Yo y el Grueso, junto con Shirley Yang, consideramos las posibles amenazas en el túnel. Aunque probablemente había peligrosos mecanismos, la tentación de entrar desde el subterráneo para evitar los miasmas de montaña parecía justificada, dadas nuestras habilidades y equipamiento adecuado.
En el umbral del pozo, nos descansamos un poco mientras preparábamos el equipo. Si hubiera agua subterránea, necesitaríamos una natación armada con nuestros equipos. Así que todo lo innecesario se eliminaba para quedarse en la gran estancia del dios montañoso.
Primero nos pusimos trajes de buceo de pellejo de tiburón y protectores de rodillas. Ajustamos las luces LED en los cascos, cambiamos las pilas y añadimos lentes de buceo. Un chaleco antibuque con una pequeña bomba de oxígeno se colgó de nuestras espaldas. Cada uno llevaba una funda impermeable con suministros emergencia: medicinas, pilas de repuesto, fuegos artificiales, máscaras de gas, tubos de luz fluorescente, velas y otros utensilios.
El traje del Grueso era incómodo, así que decidió no usarlo. Le dije: "No te importa si no lo usas, ya eres un niño frío en una cama fría, solo dependes de la fuerza".
Shirley Yang comentó: "Tienes que ponértelo, recuerdas lo frío del agua en la montaña de los Cofres? Si estás en el agua durante mucho tiempo, puedes enfermarte con hipotermia. Aunque el traje es pequeño, tendrás que aguantarlo".
El Grueso se acordó de cómo había estado helado cuando regresaba por la canoa en la montaña de los Cofres. Entendió lo fría y húmeda que era esa zona subterránea, así que se puso el traje y se quejó: "Las zapatillas son pequeñas y las pantorrillas cortas, es incómodo".
La excavadora y el pico de escalada, así como todas las cuerdas y botellas de agua, se guardaron en una gran funda impermeable. Se sujetaba con sacos aéreos que podían ser inflados para mantener los equipos a flote en el agua.

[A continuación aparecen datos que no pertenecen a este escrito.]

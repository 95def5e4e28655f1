pub mod hobby;
pub mod meeting;
pub mod user;

pub use hobby::{Hobby, HobbyRelation, Membership, RelatedHobby};
pub use meeting::{OneOnOne, OneOnOneView, PartnerMeetingRow};
pub use user::{SharedHobbyCount, User, UserRecord};
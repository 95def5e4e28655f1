//! Hobby similarity scoring and the background relation worker.
//!
//! New catalog entries are scored against the rest of the catalog off the
//! request path: the catalog enqueues the new hobby id after its transaction
//! commits and the worker upserts the resulting `hobby_relations` rows.

use std::collections::{HashMap, HashSet};
use std::sync::Arc;

use tokio::sync::mpsc;
use tokio::task::JoinHandle;

use crate::db::{Db, Store};
use crate::error::Result;
use crate::models::{Hobby, HobbyRelation};

const UPSERT_CHUNK: usize = 500;

/// Scores how similar two canonical hobby names are, in `[0, 1]`
pub trait SimilarityModel: Send + Sync {
    fn score(&self, a: &str, b: &str) -> f64;
}

/// Character-bigram Dice coefficient combined with word overlap.
///
/// The higher of the two measures wins, so "playing football" and
/// "playing basketball" relate through shared bigrams while "chess" and
/// "speed chess" relate through the shared word.
#[derive(Debug, Default, Clone, Copy)]
pub struct LexicalSimilarity;

impl LexicalSimilarity {
    fn bigrams(name: &str) -> HashMap<(char, char), usize> {
        let words: Vec<&str> = name.split_whitespace().collect();
        let chars: Vec<char> = words.join(" ").chars().collect();
        let mut counts = HashMap::new();
        for pair in chars.windows(2) {
            *counts.entry((pair[0], pair[1])).or_insert(0) += 1;
        }
        counts
    }

    fn dice(a: &str, b: &str) -> f64 {
        let left = Self::bigrams(a);
        let right = Self::bigrams(b);
        let total: usize = left.values().sum::<usize>() + right.values().sum::<usize>();
        if total == 0 {
            return 0.0;
        }
        let shared: usize = left
            .iter()
            .map(|(gram, n)| (*n).min(right.get(gram).copied().unwrap_or(0)))
            .sum();
        (2 * shared) as f64 / total as f64
    }

    fn word_overlap(a: &str, b: &str) -> f64 {
        let left: HashSet<&str> = a.split_whitespace().collect();
        let right: HashSet<&str> = b.split_whitespace().collect();
        let union = left.union(&right).count();
        if union == 0 {
            return 0.0;
        }
        left.intersection(&right).count() as f64 / union as f64
    }
}

impl SimilarityModel for LexicalSimilarity {
    fn score(&self, a: &str, b: &str) -> f64 {
        if a == b {
            return 1.0;
        }
        Self::dice(a, b).max(Self::word_overlap(a, b)).clamp(0.0, 1.0)
    }
}

/// Relations between `hobby` and every other entry of `catalog`
fn relations_for(
    model: &dyn SimilarityModel,
    hobby: &Hobby,
    catalog: &[Hobby],
) -> Vec<HobbyRelation> {
    catalog
        .iter()
        .filter_map(|other| {
            HobbyRelation::new(hobby.id, other.id, model.score(&hobby.name, &other.name))
        })
        .collect()
}

/// Score a single hobby against the whole catalog and store the relations.
///
/// Returns the number of relations written; an unknown hobby writes nothing.
pub async fn score_new_hobby(
    store: &dyn Store,
    model: Arc<dyn SimilarityModel>,
    hobby_id: i64,
) -> Result<usize> {
    let Some(hobby) = store.find_hobby(hobby_id).await? else {
        tracing::warn!("Similarity requested for unknown hobby {}", hobby_id);
        return Ok(0);
    };

    let catalog = store.all_hobbies().await?;
    let scored = hobby.clone();
    let relations =
        tokio::task::spawn_blocking(move || relations_for(model.as_ref(), &scored, &catalog))
            .await?;
    for chunk in relations.chunks(UPSERT_CHUNK) {
        store.upsert_relations(chunk).await?;
    }

    tracing::debug!(
        "Scored hobby '{}' against {} catalog entries",
        hobby.name,
        relations.len()
    );
    Ok(relations.len())
}

/// Batch job: recompute every pairwise relation in the catalog
pub async fn rebuild_relations(
    store: &dyn Store,
    model: Arc<dyn SimilarityModel>,
) -> Result<usize> {
    let catalog = store.all_hobbies().await?;
    tracing::info!("Rebuilding relations for {} hobbies", catalog.len());

    let relations = tokio::task::spawn_blocking(move || {
        let mut relations = Vec::new();
        for (i, hobby) in catalog.iter().enumerate() {
            relations.extend(relations_for(model.as_ref(), hobby, &catalog[i + 1..]));
        }
        relations
    })
    .await?;

    for chunk in relations.chunks(UPSERT_CHUNK) {
        store.upsert_relations(chunk).await?;
    }

    tracing::info!("Stored {} hobby relations", relations.len());
    Ok(relations.len())
}

/// Handle used by the catalog to hand newly created hobbies to the worker
#[derive(Clone, Debug)]
pub struct RelationQueue {
    sender: Option<mpsc::Sender<i64>>,
}

impl RelationQueue {
    /// A queue that drops everything (similarity disabled)
    pub fn disabled() -> Self {
        Self { sender: None }
    }

    /// Enqueue a hobby for scoring. Never blocks; a full or closed queue
    /// drops the id and the batch rebuild catches up later.
    pub fn enqueue(&self, hobby_id: i64) {
        let Some(sender) = &self.sender else {
            return;
        };

        match sender.try_send(hobby_id) {
            Ok(()) => {}
            Err(mpsc::error::TrySendError::Full(_)) => {
                tracing::warn!("Similarity queue full, dropping hobby {}", hobby_id);
            }
            Err(mpsc::error::TrySendError::Closed(_)) => {
                tracing::warn!("Similarity worker stopped, dropping hobby {}", hobby_id);
            }
        }
    }
}

/// Spawn the relation worker. It runs until every queue handle is dropped.
pub fn spawn_relation_worker(
    store: Db,
    model: Arc<dyn SimilarityModel>,
    capacity: usize,
) -> (RelationQueue, JoinHandle<()>) {
    let (sender, mut receiver) = mpsc::channel::<i64>(capacity.max(1));

    let handle = tokio::spawn(async move {
        tracing::info!("Similarity worker started");
        while let Some(hobby_id) = receiver.recv().await {
            if let Err(e) = score_new_hobby(store.as_ref(), model.clone(), hobby_id).await {
                tracing::error!("Failed to score hobby {}: {}", hobby_id, e);
            }
        }
        tracing::info!("Similarity worker stopped");
    });

    (
        RelationQueue {
            sender: Some(sender),
        },
        handle,
    )
}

Lo demás se dejó en la estancia del dios montañés. Cuando todo estaba listo, ya era hora de la puesta de sol y los pájaros regresaban a sus nidos. Con la luz tenue del atardecer, entramos al túnel.
Shirley Yang llevaba un paraguas de titanio, con una linterna lobo en la cabeza. Yo y el Grueso cargamos todo lo que había en las fundas impermeables mientras caminábamos por este pendiente suave hacia abajo.
El pozo parecía haber sido construido artificialmente; los laterales estaban formados por grandes bloques de piedra caliza, selladas con pintura roja. Las baldosas del piso eran muy lisas y pulidas, como en un pasillo de tumbas antiguas.
A ambos lados, había montones organizados de huesos de elefantes enteros. Evidentemente habían sido traídos desde el exterior y colocado para simbolizar riqueza y bendición. En la antigua China, durante el período de Shang, los huesos y dientes de elefante se usaban como reliquias sagradas.
El Grueso comentó: "Aunque no es tan emocionante, al menos estamos aquí para ver lo que otros nunca podrían".